[Items from a data source]

::::

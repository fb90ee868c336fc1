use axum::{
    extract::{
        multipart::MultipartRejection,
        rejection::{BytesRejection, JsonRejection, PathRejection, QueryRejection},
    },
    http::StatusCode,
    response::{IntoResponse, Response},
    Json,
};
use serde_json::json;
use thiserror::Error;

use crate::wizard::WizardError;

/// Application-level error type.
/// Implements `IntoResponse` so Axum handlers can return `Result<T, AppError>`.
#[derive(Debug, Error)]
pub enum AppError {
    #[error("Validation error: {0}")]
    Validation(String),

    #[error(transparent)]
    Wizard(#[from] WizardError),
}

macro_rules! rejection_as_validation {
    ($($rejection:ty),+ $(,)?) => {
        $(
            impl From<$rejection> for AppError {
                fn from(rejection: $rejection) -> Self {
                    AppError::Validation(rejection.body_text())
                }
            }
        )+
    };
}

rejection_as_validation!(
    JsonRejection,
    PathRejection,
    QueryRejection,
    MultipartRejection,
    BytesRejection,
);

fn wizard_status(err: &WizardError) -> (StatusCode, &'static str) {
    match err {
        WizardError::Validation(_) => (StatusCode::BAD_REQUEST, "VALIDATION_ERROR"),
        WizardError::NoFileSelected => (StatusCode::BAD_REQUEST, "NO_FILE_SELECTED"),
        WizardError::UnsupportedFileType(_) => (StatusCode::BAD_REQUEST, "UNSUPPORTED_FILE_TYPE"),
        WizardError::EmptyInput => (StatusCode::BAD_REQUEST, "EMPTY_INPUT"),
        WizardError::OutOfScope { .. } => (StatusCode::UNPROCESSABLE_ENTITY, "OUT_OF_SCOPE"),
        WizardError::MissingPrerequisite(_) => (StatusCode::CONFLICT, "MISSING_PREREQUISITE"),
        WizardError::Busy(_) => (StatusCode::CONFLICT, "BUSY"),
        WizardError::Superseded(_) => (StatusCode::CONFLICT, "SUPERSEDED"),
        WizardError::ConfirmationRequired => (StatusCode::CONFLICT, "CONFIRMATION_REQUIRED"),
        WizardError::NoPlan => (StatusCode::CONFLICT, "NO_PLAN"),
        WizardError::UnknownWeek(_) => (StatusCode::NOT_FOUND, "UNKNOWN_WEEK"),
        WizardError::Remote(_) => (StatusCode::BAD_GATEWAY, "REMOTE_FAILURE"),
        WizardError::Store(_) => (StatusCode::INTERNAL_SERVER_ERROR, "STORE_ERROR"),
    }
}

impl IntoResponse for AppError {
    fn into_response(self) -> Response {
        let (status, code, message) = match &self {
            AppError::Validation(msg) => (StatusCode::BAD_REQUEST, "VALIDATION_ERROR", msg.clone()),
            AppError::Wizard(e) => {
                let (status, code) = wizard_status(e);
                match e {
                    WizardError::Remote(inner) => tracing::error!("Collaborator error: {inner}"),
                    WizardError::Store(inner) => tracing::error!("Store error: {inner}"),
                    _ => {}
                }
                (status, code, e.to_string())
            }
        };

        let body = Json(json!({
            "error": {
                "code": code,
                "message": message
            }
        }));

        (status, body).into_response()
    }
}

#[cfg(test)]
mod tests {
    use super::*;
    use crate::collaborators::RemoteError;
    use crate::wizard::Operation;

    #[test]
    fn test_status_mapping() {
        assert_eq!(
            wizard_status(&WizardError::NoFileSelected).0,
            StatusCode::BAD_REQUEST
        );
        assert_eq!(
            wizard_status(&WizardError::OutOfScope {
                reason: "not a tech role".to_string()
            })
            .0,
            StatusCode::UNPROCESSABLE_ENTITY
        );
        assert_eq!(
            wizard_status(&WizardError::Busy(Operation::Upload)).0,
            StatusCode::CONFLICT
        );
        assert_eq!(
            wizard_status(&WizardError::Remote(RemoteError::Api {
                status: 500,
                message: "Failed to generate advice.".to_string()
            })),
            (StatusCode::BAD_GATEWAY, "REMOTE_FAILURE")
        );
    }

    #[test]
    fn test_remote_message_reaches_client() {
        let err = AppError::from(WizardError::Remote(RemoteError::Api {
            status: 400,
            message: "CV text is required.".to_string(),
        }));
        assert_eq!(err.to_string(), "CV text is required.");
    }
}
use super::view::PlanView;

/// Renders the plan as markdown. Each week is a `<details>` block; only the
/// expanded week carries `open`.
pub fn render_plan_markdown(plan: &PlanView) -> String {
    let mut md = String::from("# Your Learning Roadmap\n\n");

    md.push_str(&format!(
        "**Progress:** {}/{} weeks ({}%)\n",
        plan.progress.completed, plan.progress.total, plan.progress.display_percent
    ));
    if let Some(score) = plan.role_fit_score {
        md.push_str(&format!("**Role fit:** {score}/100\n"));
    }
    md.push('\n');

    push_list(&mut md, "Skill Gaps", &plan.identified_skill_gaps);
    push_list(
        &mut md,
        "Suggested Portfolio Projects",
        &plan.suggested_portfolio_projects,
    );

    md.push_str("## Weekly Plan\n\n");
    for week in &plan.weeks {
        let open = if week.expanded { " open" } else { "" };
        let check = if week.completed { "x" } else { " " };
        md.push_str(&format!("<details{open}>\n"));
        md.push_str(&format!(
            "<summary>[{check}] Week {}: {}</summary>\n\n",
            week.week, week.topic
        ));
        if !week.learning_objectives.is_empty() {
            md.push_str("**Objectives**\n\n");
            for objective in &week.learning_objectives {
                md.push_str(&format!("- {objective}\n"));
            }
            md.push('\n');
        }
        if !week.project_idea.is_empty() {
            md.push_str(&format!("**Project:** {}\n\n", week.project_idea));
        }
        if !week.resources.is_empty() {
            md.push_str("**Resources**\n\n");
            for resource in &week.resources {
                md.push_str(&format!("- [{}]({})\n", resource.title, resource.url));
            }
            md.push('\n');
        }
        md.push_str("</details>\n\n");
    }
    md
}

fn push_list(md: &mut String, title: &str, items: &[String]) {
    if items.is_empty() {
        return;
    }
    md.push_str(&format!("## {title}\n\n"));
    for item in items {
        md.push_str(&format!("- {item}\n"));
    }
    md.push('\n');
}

::::

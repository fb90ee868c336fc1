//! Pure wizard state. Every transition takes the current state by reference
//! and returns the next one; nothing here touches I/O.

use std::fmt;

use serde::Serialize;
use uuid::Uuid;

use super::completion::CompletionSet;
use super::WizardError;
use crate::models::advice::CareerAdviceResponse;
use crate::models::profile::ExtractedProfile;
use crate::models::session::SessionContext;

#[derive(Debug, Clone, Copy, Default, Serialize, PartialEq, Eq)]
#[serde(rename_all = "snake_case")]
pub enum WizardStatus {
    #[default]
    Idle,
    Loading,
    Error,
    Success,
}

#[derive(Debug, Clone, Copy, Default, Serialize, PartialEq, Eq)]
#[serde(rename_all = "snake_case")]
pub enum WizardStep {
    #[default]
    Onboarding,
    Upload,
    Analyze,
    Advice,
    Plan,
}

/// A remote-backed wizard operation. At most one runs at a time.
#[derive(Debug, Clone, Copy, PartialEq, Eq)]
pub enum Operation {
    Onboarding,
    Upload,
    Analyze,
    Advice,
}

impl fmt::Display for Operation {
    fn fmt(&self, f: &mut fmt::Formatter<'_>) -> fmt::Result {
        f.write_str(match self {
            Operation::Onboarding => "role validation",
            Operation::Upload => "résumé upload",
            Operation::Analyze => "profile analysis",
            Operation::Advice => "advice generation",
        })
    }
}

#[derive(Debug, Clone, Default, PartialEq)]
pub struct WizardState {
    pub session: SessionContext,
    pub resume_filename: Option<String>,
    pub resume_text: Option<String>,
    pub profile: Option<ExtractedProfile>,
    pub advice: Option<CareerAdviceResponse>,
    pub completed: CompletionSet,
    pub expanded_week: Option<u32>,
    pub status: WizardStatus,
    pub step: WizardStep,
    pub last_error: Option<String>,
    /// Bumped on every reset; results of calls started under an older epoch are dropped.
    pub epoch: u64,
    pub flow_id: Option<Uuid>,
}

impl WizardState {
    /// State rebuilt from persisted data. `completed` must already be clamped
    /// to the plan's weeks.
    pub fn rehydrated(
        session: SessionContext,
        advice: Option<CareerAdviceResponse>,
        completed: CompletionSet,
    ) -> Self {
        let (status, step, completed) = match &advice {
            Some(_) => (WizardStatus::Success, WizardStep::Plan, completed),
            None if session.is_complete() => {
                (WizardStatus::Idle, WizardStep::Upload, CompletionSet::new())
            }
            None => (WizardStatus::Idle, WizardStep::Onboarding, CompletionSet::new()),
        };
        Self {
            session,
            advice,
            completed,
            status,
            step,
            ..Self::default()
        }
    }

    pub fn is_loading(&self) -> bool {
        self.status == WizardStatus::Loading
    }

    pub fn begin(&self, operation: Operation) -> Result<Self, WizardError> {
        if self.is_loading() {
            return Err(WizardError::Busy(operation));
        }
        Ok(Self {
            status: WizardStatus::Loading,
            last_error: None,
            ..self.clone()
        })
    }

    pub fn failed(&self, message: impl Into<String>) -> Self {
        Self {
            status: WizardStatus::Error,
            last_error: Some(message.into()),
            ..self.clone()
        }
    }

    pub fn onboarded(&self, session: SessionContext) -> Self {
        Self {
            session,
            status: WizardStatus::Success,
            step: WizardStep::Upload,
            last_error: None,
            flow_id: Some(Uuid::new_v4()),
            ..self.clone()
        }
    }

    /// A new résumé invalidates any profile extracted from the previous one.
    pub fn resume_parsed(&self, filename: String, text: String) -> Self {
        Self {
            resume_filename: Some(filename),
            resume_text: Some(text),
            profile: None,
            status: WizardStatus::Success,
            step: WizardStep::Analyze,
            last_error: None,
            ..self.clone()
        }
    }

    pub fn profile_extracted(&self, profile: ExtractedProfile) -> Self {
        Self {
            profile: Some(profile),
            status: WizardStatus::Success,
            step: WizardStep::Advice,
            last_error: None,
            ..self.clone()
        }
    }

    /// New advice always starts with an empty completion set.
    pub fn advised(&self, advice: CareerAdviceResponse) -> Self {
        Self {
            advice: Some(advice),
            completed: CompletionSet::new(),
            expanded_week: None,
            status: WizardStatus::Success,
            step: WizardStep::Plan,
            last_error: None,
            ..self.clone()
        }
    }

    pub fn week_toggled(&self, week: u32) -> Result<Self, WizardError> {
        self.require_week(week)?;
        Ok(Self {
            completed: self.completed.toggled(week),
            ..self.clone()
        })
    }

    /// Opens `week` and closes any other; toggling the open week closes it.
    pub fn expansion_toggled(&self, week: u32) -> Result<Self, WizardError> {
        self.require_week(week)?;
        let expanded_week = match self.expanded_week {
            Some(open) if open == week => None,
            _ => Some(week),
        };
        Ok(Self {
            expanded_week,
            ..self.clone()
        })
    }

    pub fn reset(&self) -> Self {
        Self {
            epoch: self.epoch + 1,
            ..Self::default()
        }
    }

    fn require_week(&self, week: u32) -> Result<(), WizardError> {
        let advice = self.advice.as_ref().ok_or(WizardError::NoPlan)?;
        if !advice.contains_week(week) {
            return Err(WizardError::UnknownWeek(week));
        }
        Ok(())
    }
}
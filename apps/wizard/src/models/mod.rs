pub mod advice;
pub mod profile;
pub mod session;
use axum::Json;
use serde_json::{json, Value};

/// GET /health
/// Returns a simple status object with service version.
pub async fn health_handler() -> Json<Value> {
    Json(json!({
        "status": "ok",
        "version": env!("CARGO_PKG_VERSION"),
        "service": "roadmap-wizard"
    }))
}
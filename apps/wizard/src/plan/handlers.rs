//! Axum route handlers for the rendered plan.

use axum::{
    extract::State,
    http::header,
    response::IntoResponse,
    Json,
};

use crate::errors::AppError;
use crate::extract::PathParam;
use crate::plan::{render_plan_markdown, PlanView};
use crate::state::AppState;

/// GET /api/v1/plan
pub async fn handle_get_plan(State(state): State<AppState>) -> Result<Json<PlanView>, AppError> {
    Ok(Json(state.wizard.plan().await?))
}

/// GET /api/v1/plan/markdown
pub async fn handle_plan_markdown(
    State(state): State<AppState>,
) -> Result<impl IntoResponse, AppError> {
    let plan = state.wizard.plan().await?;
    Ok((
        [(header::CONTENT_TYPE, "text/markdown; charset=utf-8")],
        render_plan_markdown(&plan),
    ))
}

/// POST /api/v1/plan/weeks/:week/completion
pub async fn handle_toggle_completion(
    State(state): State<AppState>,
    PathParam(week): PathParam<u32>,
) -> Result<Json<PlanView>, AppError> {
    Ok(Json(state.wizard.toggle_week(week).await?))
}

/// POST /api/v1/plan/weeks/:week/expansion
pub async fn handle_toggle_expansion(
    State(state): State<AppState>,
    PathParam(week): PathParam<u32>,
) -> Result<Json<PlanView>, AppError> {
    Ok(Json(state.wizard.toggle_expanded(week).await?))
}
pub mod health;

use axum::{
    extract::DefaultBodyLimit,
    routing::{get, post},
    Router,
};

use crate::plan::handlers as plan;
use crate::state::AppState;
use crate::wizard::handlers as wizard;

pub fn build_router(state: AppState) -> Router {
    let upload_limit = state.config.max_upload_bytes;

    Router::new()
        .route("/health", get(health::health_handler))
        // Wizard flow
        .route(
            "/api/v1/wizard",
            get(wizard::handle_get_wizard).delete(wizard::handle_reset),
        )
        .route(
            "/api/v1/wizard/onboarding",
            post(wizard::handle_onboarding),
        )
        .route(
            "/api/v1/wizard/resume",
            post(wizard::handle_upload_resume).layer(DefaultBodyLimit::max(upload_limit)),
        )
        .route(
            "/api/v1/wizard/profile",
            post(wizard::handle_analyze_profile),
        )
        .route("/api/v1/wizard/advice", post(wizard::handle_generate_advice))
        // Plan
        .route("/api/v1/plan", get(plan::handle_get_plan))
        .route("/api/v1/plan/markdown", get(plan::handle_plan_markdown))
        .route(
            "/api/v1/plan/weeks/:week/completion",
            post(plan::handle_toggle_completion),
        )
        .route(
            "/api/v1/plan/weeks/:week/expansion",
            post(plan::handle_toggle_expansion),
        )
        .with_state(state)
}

::::

Scan the data above and copy every line with "Busy" in it.

» **TASK RESPONSE**:
        WizardError::Busy(_) => (StatusCode::CONFLICT, "BUSY"),
            wizard_status(&WizardError::Busy(Operation::Upload)).0,
            return Err(WizardError::Busy(operation));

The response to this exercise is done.